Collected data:
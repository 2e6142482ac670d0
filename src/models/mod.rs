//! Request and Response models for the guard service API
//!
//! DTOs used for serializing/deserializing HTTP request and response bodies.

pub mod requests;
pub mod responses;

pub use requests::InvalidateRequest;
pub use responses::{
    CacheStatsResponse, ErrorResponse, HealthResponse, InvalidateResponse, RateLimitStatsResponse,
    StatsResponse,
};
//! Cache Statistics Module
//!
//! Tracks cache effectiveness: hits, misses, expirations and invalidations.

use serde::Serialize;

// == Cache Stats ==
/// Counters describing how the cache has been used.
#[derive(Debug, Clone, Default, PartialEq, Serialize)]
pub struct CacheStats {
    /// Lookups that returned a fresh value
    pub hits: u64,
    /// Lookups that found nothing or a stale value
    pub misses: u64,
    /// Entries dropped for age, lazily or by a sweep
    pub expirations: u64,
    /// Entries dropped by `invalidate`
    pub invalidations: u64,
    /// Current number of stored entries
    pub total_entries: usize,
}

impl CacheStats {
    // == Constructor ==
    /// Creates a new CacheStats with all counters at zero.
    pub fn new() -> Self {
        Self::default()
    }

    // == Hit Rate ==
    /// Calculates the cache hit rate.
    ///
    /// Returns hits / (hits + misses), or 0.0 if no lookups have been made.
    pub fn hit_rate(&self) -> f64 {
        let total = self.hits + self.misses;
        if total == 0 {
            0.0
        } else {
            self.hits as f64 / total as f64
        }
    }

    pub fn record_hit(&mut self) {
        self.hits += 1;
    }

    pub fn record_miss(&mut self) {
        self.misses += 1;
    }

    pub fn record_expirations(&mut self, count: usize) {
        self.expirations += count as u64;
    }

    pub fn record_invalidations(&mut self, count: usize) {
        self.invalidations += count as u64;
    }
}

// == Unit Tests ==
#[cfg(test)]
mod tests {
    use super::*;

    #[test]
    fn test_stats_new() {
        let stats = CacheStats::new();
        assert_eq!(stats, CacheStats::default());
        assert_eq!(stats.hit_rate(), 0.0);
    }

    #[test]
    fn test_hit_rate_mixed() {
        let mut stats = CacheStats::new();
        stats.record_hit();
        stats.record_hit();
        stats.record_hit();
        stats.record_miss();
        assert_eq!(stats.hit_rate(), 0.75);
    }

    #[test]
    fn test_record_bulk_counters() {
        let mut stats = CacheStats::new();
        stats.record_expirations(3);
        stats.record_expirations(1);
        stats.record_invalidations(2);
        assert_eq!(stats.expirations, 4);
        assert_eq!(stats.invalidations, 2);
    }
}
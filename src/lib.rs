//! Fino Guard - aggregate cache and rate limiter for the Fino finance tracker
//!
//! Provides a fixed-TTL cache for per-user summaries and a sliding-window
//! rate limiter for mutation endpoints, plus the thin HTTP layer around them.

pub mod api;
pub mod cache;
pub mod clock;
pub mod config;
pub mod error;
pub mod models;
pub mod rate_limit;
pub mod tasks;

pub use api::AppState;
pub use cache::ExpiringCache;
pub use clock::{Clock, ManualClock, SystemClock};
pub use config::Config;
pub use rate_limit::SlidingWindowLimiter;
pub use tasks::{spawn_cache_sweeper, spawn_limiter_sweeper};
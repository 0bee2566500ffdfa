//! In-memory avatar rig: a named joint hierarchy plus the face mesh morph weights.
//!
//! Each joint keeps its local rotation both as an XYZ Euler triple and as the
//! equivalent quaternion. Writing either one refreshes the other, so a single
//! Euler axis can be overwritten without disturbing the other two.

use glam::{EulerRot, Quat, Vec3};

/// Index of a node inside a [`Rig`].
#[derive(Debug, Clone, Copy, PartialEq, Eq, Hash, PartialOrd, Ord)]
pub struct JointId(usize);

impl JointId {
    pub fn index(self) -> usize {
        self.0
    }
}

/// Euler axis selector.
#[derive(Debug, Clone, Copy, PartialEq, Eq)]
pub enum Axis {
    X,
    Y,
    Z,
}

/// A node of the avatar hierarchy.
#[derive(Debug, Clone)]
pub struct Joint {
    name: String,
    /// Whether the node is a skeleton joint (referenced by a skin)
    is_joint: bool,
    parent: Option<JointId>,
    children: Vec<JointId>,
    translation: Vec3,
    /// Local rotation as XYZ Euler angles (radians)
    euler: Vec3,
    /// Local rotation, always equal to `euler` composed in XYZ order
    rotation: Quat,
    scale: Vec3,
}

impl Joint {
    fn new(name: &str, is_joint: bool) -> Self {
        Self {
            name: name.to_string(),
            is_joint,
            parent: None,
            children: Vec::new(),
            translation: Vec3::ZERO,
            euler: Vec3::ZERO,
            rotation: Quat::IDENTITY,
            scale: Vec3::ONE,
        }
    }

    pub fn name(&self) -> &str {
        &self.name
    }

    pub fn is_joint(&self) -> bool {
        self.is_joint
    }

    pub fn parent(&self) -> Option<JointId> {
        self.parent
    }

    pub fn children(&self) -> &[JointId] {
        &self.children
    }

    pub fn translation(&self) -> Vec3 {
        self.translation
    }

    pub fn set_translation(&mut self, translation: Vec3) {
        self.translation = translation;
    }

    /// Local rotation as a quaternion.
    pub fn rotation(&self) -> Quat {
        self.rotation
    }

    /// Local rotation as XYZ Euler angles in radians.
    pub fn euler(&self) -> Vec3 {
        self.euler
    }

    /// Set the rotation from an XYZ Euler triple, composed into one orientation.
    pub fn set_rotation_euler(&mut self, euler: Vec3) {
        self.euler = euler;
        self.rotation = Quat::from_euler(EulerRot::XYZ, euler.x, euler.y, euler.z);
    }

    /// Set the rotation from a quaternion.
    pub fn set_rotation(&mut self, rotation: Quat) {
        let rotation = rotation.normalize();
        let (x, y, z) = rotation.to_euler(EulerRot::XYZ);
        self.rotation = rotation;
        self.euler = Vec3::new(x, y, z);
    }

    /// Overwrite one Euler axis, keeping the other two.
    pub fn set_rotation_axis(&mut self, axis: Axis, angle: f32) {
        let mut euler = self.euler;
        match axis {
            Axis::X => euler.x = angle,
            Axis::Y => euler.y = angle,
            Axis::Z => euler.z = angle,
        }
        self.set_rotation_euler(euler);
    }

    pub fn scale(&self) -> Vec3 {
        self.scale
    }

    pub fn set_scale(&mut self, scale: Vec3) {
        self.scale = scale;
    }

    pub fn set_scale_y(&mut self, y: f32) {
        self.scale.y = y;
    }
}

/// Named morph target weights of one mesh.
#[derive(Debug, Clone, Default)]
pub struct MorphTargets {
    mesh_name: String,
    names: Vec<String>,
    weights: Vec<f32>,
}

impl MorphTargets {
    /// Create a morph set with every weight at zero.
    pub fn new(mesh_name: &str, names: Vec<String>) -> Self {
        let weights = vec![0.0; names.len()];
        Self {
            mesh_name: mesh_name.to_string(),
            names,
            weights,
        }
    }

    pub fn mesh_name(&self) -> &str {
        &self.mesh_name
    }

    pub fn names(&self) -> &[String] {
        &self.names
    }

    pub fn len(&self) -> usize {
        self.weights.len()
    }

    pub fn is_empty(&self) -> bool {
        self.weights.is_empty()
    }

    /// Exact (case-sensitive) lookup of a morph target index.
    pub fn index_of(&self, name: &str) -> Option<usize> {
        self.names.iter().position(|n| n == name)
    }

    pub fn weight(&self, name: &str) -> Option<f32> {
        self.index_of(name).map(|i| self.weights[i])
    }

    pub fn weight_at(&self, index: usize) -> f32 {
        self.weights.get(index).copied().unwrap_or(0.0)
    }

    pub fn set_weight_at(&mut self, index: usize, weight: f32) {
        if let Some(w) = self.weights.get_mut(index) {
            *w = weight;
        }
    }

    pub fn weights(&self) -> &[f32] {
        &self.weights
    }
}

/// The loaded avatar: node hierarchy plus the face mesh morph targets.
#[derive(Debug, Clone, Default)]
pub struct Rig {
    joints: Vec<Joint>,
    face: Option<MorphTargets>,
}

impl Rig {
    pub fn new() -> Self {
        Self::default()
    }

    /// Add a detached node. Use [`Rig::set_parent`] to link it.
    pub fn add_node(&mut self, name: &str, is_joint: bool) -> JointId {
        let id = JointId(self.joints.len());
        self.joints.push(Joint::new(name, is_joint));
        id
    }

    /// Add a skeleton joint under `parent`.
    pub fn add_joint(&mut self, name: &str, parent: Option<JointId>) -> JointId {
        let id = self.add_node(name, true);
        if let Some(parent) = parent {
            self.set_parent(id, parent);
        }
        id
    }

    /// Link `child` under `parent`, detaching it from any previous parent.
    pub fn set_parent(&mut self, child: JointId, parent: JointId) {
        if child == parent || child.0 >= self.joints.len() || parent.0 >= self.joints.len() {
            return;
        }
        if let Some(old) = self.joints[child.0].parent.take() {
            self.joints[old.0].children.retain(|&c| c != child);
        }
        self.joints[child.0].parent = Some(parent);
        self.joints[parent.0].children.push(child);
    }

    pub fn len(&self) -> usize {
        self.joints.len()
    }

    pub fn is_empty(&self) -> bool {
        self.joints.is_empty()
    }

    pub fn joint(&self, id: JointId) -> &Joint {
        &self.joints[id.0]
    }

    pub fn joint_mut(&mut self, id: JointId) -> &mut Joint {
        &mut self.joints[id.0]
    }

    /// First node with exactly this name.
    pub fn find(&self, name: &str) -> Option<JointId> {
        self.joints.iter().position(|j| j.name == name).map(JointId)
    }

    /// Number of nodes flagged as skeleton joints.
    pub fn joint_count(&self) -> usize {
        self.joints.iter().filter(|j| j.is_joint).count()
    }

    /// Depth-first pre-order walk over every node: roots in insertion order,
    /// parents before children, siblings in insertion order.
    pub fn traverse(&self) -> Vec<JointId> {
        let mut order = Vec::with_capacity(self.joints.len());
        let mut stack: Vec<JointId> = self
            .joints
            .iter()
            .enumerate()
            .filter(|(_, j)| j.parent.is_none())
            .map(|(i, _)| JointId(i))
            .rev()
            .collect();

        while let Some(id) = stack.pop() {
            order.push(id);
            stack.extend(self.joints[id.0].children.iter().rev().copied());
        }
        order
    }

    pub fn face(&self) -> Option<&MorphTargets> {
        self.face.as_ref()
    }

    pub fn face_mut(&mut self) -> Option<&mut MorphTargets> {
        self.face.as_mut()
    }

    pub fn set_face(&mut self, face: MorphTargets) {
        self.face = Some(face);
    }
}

• [Task to carry out] Look above for the line that contains "pub mod config;". Starting there, transcribe every line exactly until you have copied the line that contains "triple and as the".

• [Output below]
pub mod config;
pub mod error;
pub mod models;
pub mod rate_limit;
pub mod tasks;

pub use api::AppState;
pub use cache::ExpiringCache;
pub use clock::{Clock, ManualClock, SystemClock};
pub use config::Config;
pub use rate_limit::SlidingWindowLimiter;
pub use tasks::{spawn_cache_sweeper, spawn_limiter_sweeper};
repository 0bee2566500ffdfa
//! In-memory avatar rig: a named joint hierarchy plus the face mesh morph weights.
//!
//! Each joint keeps its local rotation both as an XYZ Euler triple and as the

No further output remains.